Let’s say both batteries are at 3,2V and then 1A current charging starts. at the beginning, the resistance is 9 times greater on 450 mOhm, so there is only 0,1A, while 50 mOhm gets 0,9A. So the batteries resist actively with 3,2V + passive IR.
After a while 50 mOhm one got more charge, so its no-load voltage increased to 3,25V, while 450 one got less charge and have only 3,22V. Thus, the charging current flows 0,84A through 50 mOhm and 0,16A through 450 mOhm cell. When the voltage difference reaches 0,4V, the current equalizes on both batteries.
Now, when charging goes into CV stage, with 4,2V the 50 mOhm cell is topping up quickly (it has over 4,17V of no-load voltage(, while 450 mOhm still has 3,8V, so current on 50 mOhm quickly decreases while current on 450 mOhm is fading slowly. Since the cutoff should happen at charge current/10 the 50 will be a little overcharged and 450 a little undercharged. After cutoff, the voltages on batteries are not equal, so the 50 will charge 450 a little, until voltage equalizes.
The bad thing is - that at the start ‘better’ cell gets practically full current charge, so if we have to charge cell with 0.5A, for a while better cell is charged with too high curent.
Balancing is not really an issue if you use a BMS with balancing and/or a few balance boards, affordable stuff in AliExpress.
If you can live with a little bit more losses you can use independent 1S BMSes per stage.

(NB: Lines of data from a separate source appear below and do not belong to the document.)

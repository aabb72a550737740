// SPDX-License-Identifier: MPL-2.0
// This Source Code Form is subject to the terms of the Mozilla Public
// License, v. 2.0. If a copy of the MPL was not distributed with this
// file, You can obtain one at https://mozilla.org/MPL/2.0/.

//! Wiring and driving of the simulation.
//!
//! A [`Simulation`] owns one hub and a set of sensors. [`Simulation::run`]
//! spawns one producer task per sensor and joins them all.
//!
//! # Cancellation
//!
//! Each producer gets a child of the token passed to `run`; cancelling that
//! token stops every producer at its next sleep. Publishes already in flight
//! finish first. Dropping the `run` future instead aborts the producer
//! tasks outright.
//!
//! # Failures
//!
//! A failing producer ends on its own; its siblings keep running. Every exit
//! is reported in the returned [`RunReport`].

use std::panic::AssertUnwindSafe;
use std::sync::Arc;

use futures::FutureExt;
use tokio::task::JoinSet;
use tokio_util::sync::CancellationToken;

use crate::config::SimulationConfig;
use crate::device::{DoorLock, LightController, Notifier, TracingNotifier};
use crate::error::{Error, ProducerError, Result, panic_message};
use crate::event::EventHub;
use crate::sensor::{MotionSensor, Sensor, TemperatureSensor, run_producer};

/// The devices attached by [`Simulation::from_config`].
#[derive(Debug, Clone)]
pub struct Home {
    /// Door lock alerting on motion.
    pub door_lock: Arc<DoorLock>,
    /// Lights switching on at the first motion.
    pub lights: Arc<LightController>,
}

impl Home {
    /// Attaches the home devices to `hub`, notifying through `notifier`.
    ///
    /// The light controller subscribes first, so it is notified of each
    /// motion before the door lock.
    pub fn attach(hub: &EventHub, notifier: &Arc<dyn Notifier>) -> Self {
        let lights = LightController::attach_with_notifier(hub, Arc::clone(notifier));
        let door_lock = DoorLock::attach_with_notifier(hub, Arc::clone(notifier));
        Self { door_lock, lights }
    }
}

/// How one producer loop ended.
#[derive(Debug)]
pub struct ProducerExit {
    /// Name of the sensor.
    pub name: String,
    /// `Ok` if the loop stopped because it was cancelled.
    pub result: Result<()>,
}

/// Outcome of [`Simulation::run`].
#[derive(Debug, Default)]
pub struct RunReport {
    /// One entry per producer, in the order they ended.
    pub exits: Vec<ProducerExit>,
}

impl RunReport {
    /// Returns the producers that ended with an error.
    pub fn failures(&self) -> impl Iterator<Item = &ProducerExit> {
        self.exits.iter().filter(|exit| exit.result.is_err())
    }

    /// Returns `true` if every producer stopped cleanly.
    #[must_use]
    pub fn is_clean(&self) -> bool {
        self.failures().next().is_none()
    }
}

/// A hub and the sensors publishing on it.
///
/// # Examples
///
/// ```no_run
/// use sensorhub::config::SimulationConfig;
/// use sensorhub::runner::Simulation;
/// use tokio_util::sync::CancellationToken;
///
/// # async fn example() -> sensorhub::Result<()> {
/// let (simulation, home) = Simulation::from_config(&SimulationConfig::default())?;
///
/// let token = CancellationToken::new();
/// let stop = token.clone();
/// tokio::spawn(async move {
///     tokio::time::sleep(std::time::Duration::from_secs(30)).await;
///     stop.cancel();
/// });
///
/// let report = simulation.run(token).await;
/// assert!(report.is_clean());
/// println!("lights on: {}", home.lights.lights_on());
/// # Ok(())
/// # }
/// ```
pub struct Simulation {
    hub: EventHub,
    sensors: Vec<Box<dyn Sensor>>,
}

impl Simulation {
    /// Creates a simulation without sensors around `hub`.
    #[must_use]
    pub fn new(hub: EventHub) -> Self {
        Self {
            hub,
            sensors: Vec::new(),
        }
    }

    /// Builds the home simulation: a motion sensor and a temperature sensor
    /// publishing on a fresh hub, with a door lock and a light controller
    /// subscribed to it. Notifications go to the `tracing` log.
    ///
    /// # Errors
    ///
    /// Returns [`Error::Config`] if the configuration is invalid.
    pub fn from_config(config: &SimulationConfig) -> Result<(Self, Home)> {
        Self::from_config_with_notifier(config, Arc::new(TracingNotifier))
    }

    /// Same as [`from_config`](Self::from_config), sending device
    /// notifications to `notifier`.
    ///
    /// # Errors
    ///
    /// Returns [`Error::Config`] if the configuration is invalid.
    pub fn from_config_with_notifier(
        config: &SimulationConfig,
        notifier: Arc<dyn Notifier>,
    ) -> Result<(Self, Home)> {
        config.validate()?;

        let hub = EventHub::with_policy(config.failure_policy);
        let home = Home::attach(&hub, &notifier);

        let mut motion = MotionSensor::new()
            .with_location(config.motion_location.clone())
            .with_interval(config.motion_interval());
        let mut temperature = TemperatureSensor::new()
            .with_range(config.temperature_min, config.temperature_max)?
            .with_interval(config.temperature_interval());
        if let Some(seed) = config.seed {
            motion = motion.with_seed(seed);
            temperature = temperature.with_seed(seed.wrapping_add(1));
        }

        let simulation = Self::new(hub).with_sensor(motion).with_sensor(temperature);
        Ok((simulation, home))
    }

    /// Adds a sensor.
    #[must_use]
    pub fn with_sensor(mut self, sensor: impl Sensor) -> Self {
        self.add_sensor(sensor);
        self
    }

    /// Adds a sensor.
    pub fn add_sensor(&mut self, sensor: impl Sensor) {
        self.sensors.push(Box::new(sensor));
    }

    /// Returns the hub the sensors publish on.
    #[must_use]
    pub fn hub(&self) -> &EventHub {
        &self.hub
    }

    /// Returns the number of sensors.
    #[must_use]
    pub fn sensor_count(&self) -> usize {
        self.sensors.len()
    }

    /// Runs every sensor in its own task until all of them have ended.
    ///
    /// Producers end when `token` is cancelled or when they fail.
    pub async fn run(self, token: CancellationToken) -> RunReport {
        let mut tasks = JoinSet::new();

        for sensor in self.sensors {
            let name = sensor.name().to_string();
            let hub = self.hub.clone();
            let child = token.child_token();

            tasks.spawn(async move {
                let result = match AssertUnwindSafe(run_producer(sensor, hub, child))
                    .catch_unwind()
                    .await
                {
                    Ok(result) => result,
                    Err(panic) => Err(Error::Producer(ProducerError::Aborted {
                        sensor: name.clone(),
                        message: panic_message(&*panic),
                    })),
                };
                ProducerExit { name, result }
            });
        }

        tracing::info!(producers = tasks.len(), "Simulation started");

        let mut report = RunReport::default();
        while let Some(joined) = tasks.join_next().await {
            match joined {
                Ok(exit) => {
                    match &exit.result {
                        Ok(()) => tracing::info!(producer = %exit.name, "Producer stopped"),
                        Err(e) => {
                            tracing::error!(producer = %exit.name, error = %e, "Producer failed");
                        }
                    }
                    report.exits.push(exit);
                }
                Err(e) => tracing::error!(error = %e, "Producer task aborted"),
            }
        }

        tracing::info!(failed = report.failures().count(), "Simulation stopped");
        report
    }
}

impl std::fmt::Debug for Simulation {
    fn fmt(&self, f: &mut std::fmt::Formatter<'_>) -> std::fmt::Result {
        f.debug_struct("Simulation")
            .field("hub", &self.hub)
            .field("sensor_count", &self.sensors.len())
            .finish()
    }
}
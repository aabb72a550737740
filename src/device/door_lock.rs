// SPDX-License-Identifier: MPL-2.0
// This Source Code Form is subject to the terms of the Mozilla Public
// License, v. 2.0. If a copy of the MPL was not distributed with this
// file, You can obtain one at https://mozilla.org/MPL/2.0/.

//! Door lock reacting to motion.

use std::sync::Arc;
use std::sync::atomic::{AtomicBool, Ordering};

use async_trait::async_trait;

use super::{Notifier, TracingNotifier};
use crate::error::HandlerError;
use crate::event::{Event, EventHub, Topic};
use crate::subscription::Handler;

/// Alert sent for every motion event while the door is locked.
pub const MOTION_ALERT: &str = "Motion near door detected. Sending alert.";

/// A door lock that raises an alert whenever motion is detected while it is
/// locked.
///
/// Alerts are not deduplicated: every motion event seen while locked raises
/// a new one. The lock starts locked.
///
/// # Examples
///
/// ```
/// use sensorhub::EventHub;
/// use sensorhub::device::DoorLock;
///
/// let hub = EventHub::new();
/// let lock = DoorLock::attach(&hub);
/// assert!(lock.is_locked());
///
/// lock.unlock();
/// assert!(!lock.is_locked());
/// ```
pub struct DoorLock {
    is_locked: AtomicBool,
    notifier: Arc<dyn Notifier>,
}

impl DoorLock {
    /// Creates a locked door lock and subscribes it to motion events.
    ///
    /// Alerts go to the `tracing` log.
    pub fn attach(hub: &EventHub) -> Arc<Self> {
        Self::attach_with_notifier(hub, Arc::new(TracingNotifier))
    }

    /// Creates a locked door lock that sends alerts to `notifier` and
    /// subscribes it to motion events.
    pub fn attach_with_notifier(hub: &EventHub, notifier: Arc<dyn Notifier>) -> Arc<Self> {
        let lock = Arc::new(Self {
            is_locked: AtomicBool::new(true),
            notifier,
        });
        let handler: Arc<dyn Handler> = lock.clone();
        hub.subscribe(Topic::MOTION_DETECTED, handler);
        lock
    }

    /// Returns `true` if the door is locked.
    #[must_use]
    pub fn is_locked(&self) -> bool {
        self.is_locked.load(Ordering::SeqCst)
    }

    /// Locks the door.
    pub fn lock(&self) {
        self.is_locked.store(true, Ordering::SeqCst);
    }

    /// Unlocks the door; motion no longer raises alerts.
    pub fn unlock(&self) {
        self.is_locked.store(false, Ordering::SeqCst);
    }
}

#[async_trait]
impl Handler for DoorLock {
    async fn handle(&self, event: &Event) -> Result<(), HandlerError> {
        if self.is_locked() {
            tracing::debug!(location = ?event.payload().get("location"), "Motion while locked");
            self.notifier.notify(self.name(), MOTION_ALERT);
        }
        Ok(())
    }

    fn name(&self) -> &str {
        "door_lock"
    }
}

impl std::fmt::Debug for DoorLock {
    fn fmt(&self, f: &mut std::fmt::Formatter<'_>) -> std::fmt::Result {
        f.debug_struct("DoorLock")
            .field("is_locked", &self.is_locked())
            .finish_non_exhaustive()
    }
}
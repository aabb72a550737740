// SPDX-License-Identifier: MPL-2.0
// This Source Code Form is subject to the terms of the Mozilla Public
// License, v. 2.0. If a copy of the MPL was not distributed with this
// file, You can obtain one at https://mozilla.org/MPL/2.0/.

//! User-visible notifications raised by devices.

/// Sink for the notifications devices raise on state transitions.
pub trait Notifier: Send + Sync {
    /// Delivers a notification from the named device.
    fn notify(&self, device: &str, message: &str);
}

/// Notifier that writes every notification to the `tracing` log.
#[derive(Debug, Clone, Copy, Default)]
pub struct TracingNotifier;

impl Notifier for TracingNotifier {
    fn notify(&self, device: &str, message: &str) {
        tracing::info!(device, "{message}");
    }
}
// SPDX-License-Identifier: MPL-2.0
// This Source Code Form is subject to the terms of the Mozilla Public
// License, v. 2.0. If a copy of the MPL was not distributed with this
// file, You can obtain one at https://mozilla.org/MPL/2.0/.

//! Error types for the `sensorhub` crate.
//!
//! This module provides the error hierarchy for the hub and the components
//! layered on top of it: handler failures during delivery, payload decoding,
//! producer loops, and configuration loading.

use thiserror::Error;

use crate::event::Topic;

/// The main error type for this library.
#[derive(Debug, Error)]
pub enum Error {
    /// A handler failed while an event was being delivered.
    ///
    /// Only returned by [`EventHub::emit`](crate::EventHub::emit) when the hub
    /// runs with [`FailurePolicy::Propagate`](crate::FailurePolicy::Propagate).
    #[error("handler `{handler}` failed on topic `{topic}`: {source}")]
    Delivery {
        /// Topic of the emission that failed.
        topic: Topic,
        /// Name of the failing handler.
        handler: String,
        /// The underlying handler failure.
        #[source]
        source: HandlerError,
    },

    /// A producer loop failed.
    #[error("producer error: {0}")]
    Producer(#[from] ProducerError),

    /// A payload could not be built or decoded.
    #[error("payload error: {0}")]
    Payload(#[from] PayloadError),

    /// Configuration could not be loaded or is invalid.
    #[error("config error: {0}")]
    Config(#[from] ConfigError),
}

/// Errors raised while building or decoding an event payload.
#[derive(Debug, Error)]
pub enum PayloadError {
    /// JSON conversion failed.
    #[error("JSON error: {0}")]
    Json(#[from] serde_json::Error),

    /// The payload is not a JSON object.
    #[error("payload must be a JSON object, got {0}")]
    NotAnObject(&'static str),

    /// An expected field is missing.
    #[error("missing field in payload: {0}")]
    MissingField(String),
}

/// Errors a handler can report back to the hub.
#[derive(Debug, Error)]
pub enum HandlerError {
    /// The handler rejected the event.
    #[error("rejected: {0}")]
    Rejected(String),

    /// The event payload did not have the expected shape.
    #[error("bad payload: {0}")]
    Payload(#[from] PayloadError),

    /// The handler panicked; the panic was caught by the hub.
    #[error("panicked: {0}")]
    Panicked(String),
}

impl HandlerError {
    /// Creates a rejection with the given message.
    #[must_use]
    pub fn rejected(message: impl Into<String>) -> Self {
        Self::Rejected(message.into())
    }
}

/// Errors that end a producer loop.
#[derive(Debug, Error)]
pub enum ProducerError {
    /// The sensor failed to produce a reading.
    #[error("sensor `{sensor}` failed to sample: {message}")]
    Sample {
        /// Name of the sensor.
        sensor: String,
        /// Description of the failure.
        message: String,
    },

    /// The producer task panicked or was aborted.
    #[error("producer `{sensor}` stopped abnormally: {message}")]
    Aborted {
        /// Name of the sensor.
        sensor: String,
        /// Description of the failure.
        message: String,
    },
}

/// Errors related to loading and validating configuration.
#[derive(Debug, Error)]
pub enum ConfigError {
    /// The configuration file could not be read.
    #[error("failed to read config file: {0}")]
    Io(#[from] std::io::Error),

    /// The configuration is not valid JSON for this schema.
    #[error("failed to parse config: {0}")]
    Json(#[from] serde_json::Error),

    /// A configuration value is out of its allowed domain.
    #[error("invalid configuration: {0}")]
    Invalid(String),
}

/// A specialized Result type for this library.
pub type Result<T> = std::result::Result<T, Error>;

/// Extracts a readable message from a caught panic payload.
pub(crate) fn panic_message(payload: &(dyn std::any::Any + Send)) -> String {
    if let Some(msg) = payload.downcast_ref::<&'static str>() {
        (*msg).to_string()
    } else if let Some(msg) = payload.downcast_ref::<String>() {
        msg.clone()
    } else {
        "unknown panic".to_string()
    }
}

By using a multi-pole switch you can route each stage anode(s) to each B/P+ BMS input, in such a way that when the switch is off (all BMSes powered down) all of the MOSFETs disconnect and the series P-/anode links are disengaged. Additionally, if we bridge all of the switch pins for the “off” position (all anodes connected) we would just need to bridge the cathodes for a self-balancing full parallel setup, doable, for example, with a multi-pole 5V relay (or more). Now add some TP4056 boards and you can even charge via multiple in parallel phone/tablet chargers.